Les correcteurs de la Revue de Paris , de peur de la censure et du procès, vont procéder à des réécritures qui mettront Flaubert en colère à tel point qu'il exigera de publier un avertissement au lecteur. Même si de nombreux retraits concernaient la sensualité d'Emma et les références à sa sexualité, il fut également question du morceau de veau cuit au four que la mère de Charles lui faisait parvenir quand il était étudiant ainsi que la mention, lors de la scène du bal, du vieil aristocrate qui , incapable de manger proprement, laisse "tomber de sa bouche des gouttes de sauce". On voit donc ici que le personnage d'Emma ne peut être jugé coupable. D'autres lecteurs , au moment de la parution du roman,étaient allés dans ce sens en stigmatisant notamment la volonté du romancier d'enlaidir la réalité et de favoriser un réalisme cru; Sainte-Beuve, par exemple un célèbre critique littéraire, fait remarquer que la Normandie son pays natal, paraît totalement enlaidie dans le roman. " L'idéal a cessé; Le lyrique s'est tari "écrira-t-il dans un article de 1857.  Le même lecteur mettra en avant un autre point qu'il critique au sein de l'oeuvre : l'absence de personnages qui représentent le bien .

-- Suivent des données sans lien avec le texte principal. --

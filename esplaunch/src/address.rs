//! Flash address parsing and well-known image offsets.
//!
//! User-entered addresses are hexadecimal with an optional `0x`/`0X` prefix
//! and no separators. They are kept as strings until a plan is built.

use crate::error::{Error, Result};

/// Offset of the second-stage bootloader on most ESP targets.
pub const BOOTLOADER_ADDRESS: u32 = 0x0;

/// Offset of the partition table.
pub const PARTITION_TABLE_ADDRESS: u32 = 0x8000;

/// Offset of the factory application partition.
pub const APPLICATION_ADDRESS: u32 = 0x10000;

fn strip_hex_prefix(s: &str) -> &str {
    s.strip_prefix("0x")
        .or_else(|| s.strip_prefix("0X"))
        .unwrap_or(s)
}

/// Check whether `s` is an acceptable flash address string.
///
/// After trimming and stripping one optional `0x`/`0X`, the remainder must be
/// non-empty and consist only of hex digits.
#[must_use]
pub fn is_valid_address(s: &str) -> bool {
    let digits = strip_hex_prefix(s.trim());
    !digits.is_empty() && digits.chars().all(|c| c.is_ascii_hexdigit())
}

/// Parse a flash address string into its integer value.
///
/// Values that do not fit in 32 bits are rejected.
pub fn parse_flash_address(s: &str) -> Result<u32> {
    if !is_valid_address(s) {
        return Err(Error::InvalidAddress(s.to_string()));
    }
    let digits = strip_hex_prefix(s.trim());
    u32::from_str_radix(digits, 16).map_err(|_| Error::InvalidAddress(s.to_string()))
}

/// Format an address the way it is echoed back to the user.
#[must_use]
pub fn format_address(addr: u32) -> String {
    format!("0x{addr:X}")
}

/// Guess a sensible flash address from an image file name.
#[must_use]
pub fn default_address_for(file_name: &str) -> u32 {
    let name = file_name.to_lowercase();
    if name.contains("bootloader") {
        BOOTLOADER_ADDRESS
    } else if name.contains("partition") {
        PARTITION_TABLE_ADDRESS
    } else {
        APPLICATION_ADDRESS
    }
}
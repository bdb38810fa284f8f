use std::path::PathBuf;

use anyhow::Result;
use chrono::Utc;

use crate::io::{writer_for, OutputFormat, SweepReport};
use crate::sensitivity::{sweep_variable, tornado, Variable};

pub struct SweepConfig {
    pub scenario: PathBuf,
    pub data_dir: PathBuf,
    pub vendor: String,
    pub format: OutputFormat,
    pub step_pct: i32,
}

pub fn sweep(config: SweepConfig) -> Result<()> {
    let (catalog, scenario) = super::load_inputs(&config.scenario, &config.data_dir)?;
    let industry = catalog.industry(&scenario.industry)?;
    let vendor = catalog.vendor(&config.vendor)?;

    log::info!("sweeping {} variables for {}", Variable::ALL.len(), vendor.id);

    let sweeps: Vec<_> = Variable::ALL
        .iter()
        .map(|v| sweep_variable(vendor, industry, &scenario, *v, config.step_pct))
        .collect();
    let horizon_months = f64::from(scenario.years) * 12.0;
    let rows = tornado(&sweeps, horizon_months);

    let report = SweepReport {
        generated_at: Utc::now(),
        vendor_id: vendor.id.clone(),
        vendor_name: vendor.name.clone(),
        horizon_months,
        sweeps,
        tornado: rows,
    };

    writer_for(config.format).write_sweep(&report)
}
//! End-to-end pipeline tests against the bundled datasets.

use std::collections::BTreeMap;
use std::path::PathBuf;

use naclens::catalog::{
    load_catalog, Catalog, CostModel, LicensingTier, MarketPosition, Vendor, VendorCategory,
};
use naclens::comparison::{analyze_vendor, compare};
use naclens::config::ScenarioConfig;
use naclens::errors::AnalysisError;
use naclens::financial::{compute_cost_benefit, Roi};
use naclens::sensitivity::{run_monte_carlo, run_sensitivity};

fn shipped_catalog() -> Catalog {
    let dir = PathBuf::from(env!("CARGO_MANIFEST_DIR")).join("data");
    load_catalog(&dir).expect("bundled datasets must load")
}

fn healthcare_scenario() -> ScenarioConfig {
    ScenarioConfig {
        industry: "healthcare".to_string(),
        vendors: vec![
            "portnox".to_string(),
            "cisco-ise".to_string(),
            "aruba-clearpass".to_string(),
        ],
        ..ScenarioConfig::default()
    }
}

#[test]
fn shipped_catalog_loads_and_cross_references() {
    let catalog = shipped_catalog();
    assert!(catalog.vendor_count() >= 5);
    for id in ["healthcare", "financial", "government"] {
        let industry = catalog.industry(id).unwrap();
        for framework in &industry.frameworks {
            catalog.framework(framework).unwrap();
        }
        catalog.threat_model(&industry.threat_model).unwrap();
    }
}

#[test]
fn unknown_vendor_is_a_typed_error() {
    let catalog = shipped_catalog();
    let err = catalog.vendor("portnix").unwrap_err();
    assert!(matches!(err, AnalysisError::UnknownVendor(id) if id == "portnix"));
}

#[test]
fn unknown_industry_is_a_typed_error() {
    let catalog = shipped_catalog();
    assert!(matches!(
        catalog.industry("hospitality").unwrap_err(),
        AnalysisError::UnknownIndustry(_)
    ));
}

#[test]
fn full_analysis_ranks_the_scenario_vendors() {
    let catalog = shipped_catalog();
    let scenario = healthcare_scenario();
    let industry = catalog.industry(&scenario.industry).unwrap();

    let outcomes: Vec<_> = scenario
        .vendors
        .iter()
        .map(|id| {
            let vendor = catalog.vendor(id).unwrap();
            analyze_vendor(&catalog, industry, vendor, &scenario).unwrap()
        })
        .collect();

    let comparison = compare(&outcomes).unwrap();
    assert_eq!(comparison.rankings.len(), 3);
    for ranked in &comparison.rankings {
        assert!(ranked.composite >= 0.0 && ranked.composite <= 100.0);
    }
    assert!(!comparison.recommendation.reasons.is_empty());

    // The cloud product is cheaper, covers more of the matrix and deploys in
    // days rather than months; it must outrank the heavyweight appliance.
    let position = |id: &str| {
        comparison
            .rankings
            .iter()
            .position(|r| r.vendor_id == id)
            .unwrap()
    };
    assert!(position("portnox") < position("cisco-ise"));
}

#[test]
fn scores_stay_in_range_for_every_vendor_and_framework() {
    let catalog = shipped_catalog();
    let scenario = healthcare_scenario();
    let industry = catalog.industry("healthcare").unwrap();

    for vendor in catalog.vendors() {
        let outcome = analyze_vendor(&catalog, industry, vendor, &scenario).unwrap();
        assert!((0.0..=100.0).contains(&outcome.coverage.overall), "{}", vendor.id);
        for (category, score) in &outcome.coverage.by_category {
            assert!((0.0..=100.0).contains(score), "{} / {category}", vendor.id);
        }
        for framework in &outcome.compliance.by_framework {
            assert!((0.0..=100.0).contains(&framework.score));
        }
        assert!(outcome.risk.residual_annual_loss <= outcome.risk.expected_annual_loss);
        assert!(outcome.risk.risk_reduction_value >= 0.0);
    }
}

#[test]
fn zero_cost_vendor_has_undefined_roi() {
    let catalog = shipped_catalog();
    let industry = catalog.industry("retail").unwrap();
    let free = Vendor {
        id: "free".into(),
        name: "Free NAC".into(),
        category: VendorCategory::OpenSource,
        position: MarketPosition::Niche,
        licensing: LicensingTier {
            name: "free".into(),
            price_per_device_monthly: 0.0,
        },
        costs: CostModel {
            implementation_cost: 0.0,
            hardware_cost_per_1000_devices: None,
            infrastructure_cost: None,
            services_fraction: 0.0,
            training_cost_per_user: 0.0,
            maintenance_hours_per_month: 0.0,
            support_fraction: 0.0,
            deployment_days: 1,
            fte_required: 0.0,
        },
        features: BTreeMap::new(),
    };
    let result = compute_cost_benefit(&free, industry, &ScenarioConfig::default());
    assert_eq!(result.roi, Roi::Undefined);
    assert_eq!(result.total_cost(), 0.0);
}

#[test]
fn sensitivity_and_simulation_run_on_shipped_data() {
    let catalog = shipped_catalog();
    let scenario = healthcare_scenario();
    let industry = catalog.industry("healthcare").unwrap();
    let vendor = catalog.vendor("portnox").unwrap();

    let (sweeps, tornado) = run_sensitivity(vendor, industry, &scenario);
    assert_eq!(sweeps.len(), 5);
    assert_eq!(tornado.len(), 5);
    assert!(tornado[0].impact >= tornado[tornado.len() - 1].impact);

    let a = run_monte_carlo(vendor, industry, &scenario, 300, 99).unwrap();
    let b = run_monte_carlo(vendor, industry, &scenario, 300, 99).unwrap();
    assert_eq!(a.payback_months.p90, b.payback_months.p90);
    assert_eq!(a.never_count, b.never_count);
}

Il est pourtant vrai que si l'on reconstitue les échanges au tribunal, le procureur dans son réquisitoire a retenu 4 scènes dont il s'applique à démontrer l'obscénité et le caractère choquant. Il s'agit de la scène avec Rodolphe dans la forêt, celle avec le prêtre lorsqu'Emma pense qu'elle est sur le point de mourir, celle avec Léon dans le fiacre et celle de l'agonie du personnage principal. On remarquera que ces 4 épisodes se font écho. A chaque fois, l'accusation souligne le caractère dépravé du personnage, Emma est ici accusée directement car elle est considérée comme une incitation au vice de l'adultère. Lorsque Maître Ménard, le défenseur du roman, débute sa plaidoirie, il  reconnaît se fonder sur les mêmes valeurs que celles de son adversaire et notamment sur la morale chrétienne. Cependant, lorsqu'il évoque le cas du personnage d'Emma et sa part de responsabilités, il met en exergue son éducation au couvent; une éducation au-dessus de sa condition qui l'a donc empêchée, selon lui, de se résigner aux "devoirs de sa position" ;  Cet argument  put être considéré comme des circonstances atténuante pour l'héroïne . Peut-on toutefois sérieusement faire le procès d'un personnage littéraire, une créature de papier qui n'a d'autre existence que celle que l'auteur invente pour lui ? 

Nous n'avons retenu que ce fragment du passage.